(Records contained in a dataset)
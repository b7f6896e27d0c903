//! # Research Pipeline
//!
//! The staged state machine that drives one task from `planning` through
//! `generating_artifacts`. The pipeline performs no agent work itself:
//! every stage sends a correlated request over the bus to its agent and
//! waits for the reply. Each stage transition opens an operation row and
//! emits `phase_started`; leaving a stage closes the row and emits
//! `phase_completed` with counts.
//!
//! Replay safety: under at-least-once delivery a task can be handed to a
//! worker twice. A stage whose (task, stage) operation row is already
//! `completed` is skipped, with its outputs reloaded from the store.
//!
//! Failure policy per stage:
//!
//! | stage                | policy                                        |
//! |----------------------|-----------------------------------------------|
//! | planning             | retry once, then fail                         |
//! | searching            | per-question failures recorded as evidence;   |
//! |                      | the stage never fails wholesale               |
//! | aggregating          | fail on internal error                        |
//! | summarizing          | retry once, then placeholder and continue     |
//! | reasoning            | retry once, then placeholder and continue     |
//! | generating_artifacts | retry once, then fail                         |

mod stage;

pub use stage::Stage;

use std::collections::HashMap;
use std::time::{Duration, Instant};

use serde_json::{json, Value};
use tracing::{info, warn};

use nexus_agents::{reasoner::ReasonerAgent, summarizer::SummarizerAgent, topics};
use nexus_shared::messaging::{reply_topic, AgentBus, MessageEnvelope};
use nexus_shared::monitoring::{EventBus, MonitoringEvent, MonitoringEventType};
use nexus_shared::types::{
    EvidenceKind, OperationEvidence, OperationStatus, ResearchTask, TaskOperation,
};
use nexus_shared::{NexusError, NexusResult};
use nexus_store::KnowledgeStore;

/// Sender name the pipeline uses on the bus.
const PIPELINE_SENDER: &str = "pipeline";

#[derive(Debug, Clone)]
pub struct PipelineConfig {
    /// Enabled search provider names, tried round-robin per question
    pub search_providers: Vec<String>,
    /// Deadline for each correlated request
    pub reply_timeout: Duration,
    /// Hard cap per stage
    pub stage_deadline: Duration,
    pub max_results_per_question: usize,
    pub max_depth: u32,
    pub max_breadth: u32,
}

impl Default for PipelineConfig {
    fn default() -> Self {
        Self {
            search_providers: Vec::new(),
            reply_timeout: Duration::from_secs(60),
            stage_deadline: Duration::from_secs(300),
            max_results_per_question: 5,
            max_depth: 3,
            max_breadth: 5,
        }
    }
}

/// Durable outputs handed back to the worker on success.
#[derive(Debug, Clone)]
pub struct PipelineOutcome {
    pub results: Value,
    pub summary: Value,
    pub reasoning: Value,
}

/// Intermediate stage outputs threaded between stages.
#[derive(Debug, Default)]
struct StageState {
    questions: Vec<String>,
    responses: Vec<Value>,
    bundle: Value,
    summary: Value,
    reasoning: Value,
}

#[derive(Debug, Clone)]
pub struct ResearchPipeline {
    store: KnowledgeStore,
    bus: AgentBus,
    event_bus: EventBus,
    worker_id: u32,
    config: PipelineConfig,
}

REQUIRED ACTION:
All of the data shown above must be copied exactly.

RESULT FOR THIS EXERCISE:
repository b7f6896e27d0c903
//! # Research Pipeline
//!
//! The staged state machine that drives one task from `planning` through
//! `generating_artifacts`. The pipeline performs no agent work itself:
//! every stage sends a correlated request over the bus to its agent and
//! waits for the reply. Each stage transition opens an operation row and
//! emits `phase_started`; leaving a stage closes the row and emits
//! `phase_completed` with counts.
//!
//! Replay safety: under at-least-once delivery a task can be handed to a
//! worker twice. A stage whose (task, stage) operation row is already
//! `completed` is skipped, with its outputs reloaded from the store.
//!
//! Failure policy per stage:
//!
//! | stage                | policy                                        |
//! |----------------------|-----------------------------------------------|
//! | planning             | retry once, then fail                         |
//! | searching            | per-question failures recorded as evidence;   |
//! |                      | the stage never fails wholesale               |
//! | aggregating          | fail on internal error                        |
//! | summarizing          | retry once, then placeholder and continue     |
//! | reasoning            | retry once, then placeholder and continue     |
//! | generating_artifacts | retry once, then fail                         |

mod stage;

pub use stage::Stage;

use std::collections::HashMap;
use std::time::{Duration, Instant};

use serde_json::{json, Value};
use tracing::{info, warn};

use nexus_agents::{reasoner::ReasonerAgent, summarizer::SummarizerAgent, topics};
use nexus_shared::messaging::{reply_topic, AgentBus, MessageEnvelope};
use nexus_shared::monitoring::{EventBus, MonitoringEvent, MonitoringEventType};
use nexus_shared::types::{
    EvidenceKind, OperationEvidence, OperationStatus, ResearchTask, TaskOperation,
};
use nexus_shared::{NexusError, NexusResult};
use nexus_store::KnowledgeStore;

/// Sender name the pipeline uses on the bus.
const PIPELINE_SENDER: &str = "pipeline";

#[derive(Debug, Clone)]
pub struct PipelineConfig {
    /// Enabled search provider names, tried round-robin per question
    pub search_providers: Vec<String>,
    /// Deadline for each correlated request
    pub reply_timeout: Duration,
    /// Hard cap per stage
    pub stage_deadline: Duration,
    pub max_results_per_question: usize,
    pub max_depth: u32,
    pub max_breadth: u32,
}

impl Default for PipelineConfig {
    fn default() -> Self {
        Self {
            search_providers: Vec::new(),
            reply_timeout: Duration::from_secs(60),
            stage_deadline: Duration::from_secs(300),
            max_results_per_question: 5,
            max_depth: 3,
            max_breadth: 5,
        }
    }
}

/// Durable outputs handed back to the worker on success.
#[derive(Debug, Clone)]
pub struct PipelineOutcome {
    pub results: Value,
    pub summary: Value,
    pub reasoning: Value,
}

/// Intermediate stage outputs threaded between stages.
#[derive(Debug, Default)]
struct StageState {
    questions: Vec<String>,
    responses: Vec<Value>,
    bundle: Value,
    summary: Value,
    reasoning: Value,
}

#[derive(Debug, Clone)]
pub struct ResearchPipeline {
    store: KnowledgeStore,
    bus: AgentBus,
    event_bus: EventBus,
    worker_id: u32,
    config: PipelineConfig,
}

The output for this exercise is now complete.